YOUNG ADULT//You Only Live Once- Jess Valance*


YA fiction has become so much cooler (and, in some cases, better) than it was when I was younger. The topics on offer are such that today’s teenagers can safely explore all aspects of growing up- and I envy them so much! I was attracted to this novel for two reasons:

  1. The cover is AMAZING (I know, I know, never judge a book etc…)
  2. It’s set in Brighton, my adopted hometown. Apparently I know someone who used to work with Jess Vallance, which is even cooler.

Gracie finishes her GCSEs and takes herself off to A&E after deciding she has a life threatening tropical disease that’s definitely going to finish her off. Except… it doesn’t. So, armed with the liberation of no study and a summer to do whatever she wants, Gracie goes off on a journey of self-discovery. This isn’t an X-Factor journey, either. This is a journey that sees her grappling with first love and sexuality, an Australian hippy, death and a bungee jump type experience that’s a little… cheeky.

I loved Gracie. She reminded me a little of Georgia Nicolson (I discovered Angus, Thongs and Full-Frontal Snogging on my first holiday to Brighton, coincidentally.) She reminded me of all the clever, funny, dedicated girls I taught during my years as a teacher and I understood that feeling that students get after they finish their exams- the deflation that they could feel after so much pressure being heaped on them, with a side of order of uncertainty. I even sympathised with her when she was at her most unsympathetic; I would not be a teenager again if you paid me. Special mention needs to go out to Gracie’s no-bullshit best friend Til, too. A voice of reason in the midst of Gracie’s melodrama (I saw A LOT of my teenage self in Gracie), I loved her no-nonsense approach to everything her friend threw at her.

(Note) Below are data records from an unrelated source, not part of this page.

//! The public surface of the session layer.
//!
//! `Session` is created once by the host and shared as `Arc<Session>`.
//! Everything the rest of the application needs goes through it: state
//! reads and subscriptions, `login()`/`logout()`, redirect completion and
//! intercepted API calls (`execute`, see the interceptor module).

use std::sync::Arc;

use reqwest::Url;
use tokio::sync::{watch, OnceCell};
use tracing::{info, warn};

use super::persisted::{PersistedSession, PersistedUser};
use super::store::SessionStore;
use crate::config::ConfigV1;
use crate::error::{SessionError, SessionResult};
use crate::identity::{HttpIdentityClient, IdentityEndpoint};
use crate::metrics::{Metrics, MetricsRecorder};
use crate::models::{SessionState, UserRecord};
use crate::store::{create_storage, Storage};
use crate::transport::HttpTransport;

/// Error text stored when the logout call failed; local state is cleared anyway.
pub const LOGOUT_FAILED: &str = "logout request failed";
/// Error text stored when the login callback carried no token.
pub const TOKEN_NOT_FOUND: &str = "authentication token not found";
/// Error text stored when the user could not be fetched after the callback.
pub const LOGIN_FAILED: &str = "authentication failed";

/// A navigation the host shell should perform. The session layer never
/// navigates by itself.
#[derive(Debug, Clone, PartialEq, Eq)]
pub struct Redirect {
    pub location: Url,
}

pub struct Session {
    pub(super) config: Arc<ConfigV1>,
    pub(super) store: SessionStore,
    pub(super) identity: Arc<dyn IdentityEndpoint>,
    pub(super) transport: Arc<HttpTransport>,
    pub(super) metrics: Metrics,
    pub(super) bootstrapped: OnceCell<()>,
}

impl Session {
    /// Builds a session with the storage backend named in the config.
    pub fn new(config: ConfigV1) -> SessionResult<Self> {
        let storage = create_storage(&config.persistence);
        Self::with_storage(config, storage)
    }

    /// Builds a session over an existing storage backend.
    pub fn with_storage(config: ConfigV1, storage: Arc<dyn Storage>) -> SessionResult<Self> {
        let metrics = Metrics::new();
        let transport = Arc::new(HttpTransport::new(
            &config.identity,
            &config.credentials,
            &config.csrf,
            metrics.clone(),
        )?);
        let identity: Arc<dyn IdentityEndpoint> = Arc::new(HttpIdentityClient::new(
            &config.identity,
            transport.clone(),
            metrics.clone(),
        ));
        let persisted = PersistedSession::new(storage, &config.persistence);

        Ok(Session {
            config: Arc::new(config),
            store: SessionStore::new(persisted),
            identity,
            transport,
            metrics,
            bootstrapped: OnceCell::new(),
        })
    }

    /// Replaces the identity endpoint, e.g. with one that talks to a
    /// different service than the API transport.
    pub fn with_identity_endpoint(mut self, identity: Arc<dyn IdentityEndpoint>) -> Self {
        self.identity = identity;
        self
    }

    pub fn config(&self) -> &ConfigV1 {
        &self.config
    }

    pub fn metrics(&self) -> &Metrics {
        &self.metrics
    }

    pub fn transport(&self) -> &HttpTransport {
        &self.transport
    }

    /// False when sign-in is kept in process memory only.
    pub fn persists_across_restarts(&self) -> bool {
        self.store.persisted().is_durable()
    }

    pub fn state(&self) -> SessionState {
        self.store.state()
    }

    pub fn subscribe(&self) -> watch::Receiver<SessionState> {
        self.store.subscribe()
    }

    pub fn is_authenticated(&self) -> bool {
        self.store.state().is_authenticated()
    }

    pub fn user(&self) -> Option<UserRecord> {
        self.store.state().user().cloned()
    }

    pub fn loading(&self) -> bool {
        self.store.state().is_loading()
    }

    pub fn error(&self) -> Option<String> {
        self.store.state().error().map(str::to_string)
    }

    /// Where to send the browser to start the OAuth2 flow. No state changes;
    /// the provider's redirect back is handled by `complete_login`.
    pub fn login(&self) -> SessionResult<Redirect> {
        let location = self
            .transport
            .url_for(&self.config.identity.authorize_path())?;
        info!("Login redirect to {}", location);
        Ok(Redirect { location })
    }

    /// Ends the session. The server call is best-effort: local state and
    /// storage are cleared whatever it returns.
    pub async fn logout(&self) {
        let error = match self.identity.end_session().await {
            Ok(()) => None,
            Err(e) => {
                warn!("Logout request failed, clearing local session anyway: {}", e);
                Some(LOGOUT_FAILED.to_string())
            }
        };
        self.transport.set_bearer_token(None).await;
        self.store
            .set_state(SessionState::unauthenticated(error))
            .await;
        info!("Session cleared by logout");
    }

    /// Completes the provider redirect: takes the `token` query parameter of
    /// `callback_url` (absolute or relative), installs it as bearer token and
    /// loads the user it belongs to.
    pub async fn complete_login(&self, callback_url: &str) -> SessionResult<UserRecord> {
        let Some(token) = redirect_token(callback_url)? else {
            warn!("Login callback carried no token");
            // An existing sign-in is not undone by a stray callback.
            self.store
                .update(|state| {
                    if state.is_authenticated() {
                        state.clone()
                    } else {
                        SessionState::unauthenticated(Some(TOKEN_NOT_FOUND.to_string()))
                    }
                })
                .await;
            return Err(SessionError::MissingRedirectToken);
        };

        self.transport.set_bearer_token(Some(token.clone())).await;
        if let Err(e) = self.store.persisted().save_token(&token).await {
            warn!("Failed to persist bearer token: {}", e);
        }

        match self.identity.fetch_current_user().await {
            Ok(user) => {
                info!("User {} signed in", user.id);
                self.store
                    .set_state(SessionState::authenticated(user.clone(), false))
                    .await;
                Ok(user)
            }
            Err(e) => {
                warn!("Could not load user after login redirect: {}", e);
                self.transport.set_bearer_token(None).await;
                self.store
                    .set_state(SessionState::unauthenticated(Some(LOGIN_FAILED.to_string())))
                    .await;
                Err(e)
            }
        }
    }

    /// Attempts a session refresh. Without a persisted user there is no
    /// session worth extending and the server is not asked. Transport errors
    /// count as a failed refresh.
    pub(super) async fn try_refresh(&self) -> bool {
        match self.store.persisted().load_user().await {
            Ok(PersistedUser::Present(_)) => {}
            _ => {
                info!("No persisted user, not attempting a session refresh");
                self.metrics.record_refresh_attempt("skipped");
                return false;
            }
        }

        match self.identity.refresh_session().await {
            Ok(true) => {
                info!("Session refreshed");
                self.metrics.record_refresh_attempt("success");
                true
            }
            Ok(false) => {
                warn!("Session refresh refused by the server");
                self.metrics.record_refresh_attempt("failure");
                false
            }
            Err(e) => {
                warn!("Session refresh failed: {}", e);
                self.metrics.record_refresh_attempt("failure");
                false
            }
        }
    }

    /// Forces the session back to unauthenticated with "session expired".
    pub(super) async fn expire(&self) {
        self.metrics.record_session_expired();
        self.transport.set_bearer_token(None).await;
        self.store.set_state(SessionState::expired()).await;
    }
}

/// Extracts the `token` parameter. Relative callbacks are resolved against
/// a placeholder origin since only the query matters.
fn redirect_token(callback_url: &str) -> SessionResult<Option<String>> {
    let base = Url::parse("http://callback.invalid/")
        .map_err(|e| SessionError::InvalidUrl(e.to_string()))?;
    let url = base
        .join(callback_url)
        .map_err(|e| SessionError::InvalidUrl(format!("{}: {}", callback_url, e)))?;
    Ok(url
        .query_pairs()
        .find(|(key, _)| key == "token")
        .map(|(_, value)| value.into_owned())
        .filter(|token| !token.is_empty()))
}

I also loved that this book is purely, unashamedly funny. There are not enough funny, joyful books in the world. Yes, Gracie makes some really annoyingly bad choices at times, but her voice is so relatable and she’s so endearing that you forgive her anything eventually.

Teenage girls are brilliant, maddening, funny and weird- and I feel like Jess Vallance got this spot on. I’m also really glad that this is the start of a series, because I reckon these might become as beloved by their audience as their forebears. If you know any teenagers doing their GCSEs, buy them this book. They might even show you some gratitude.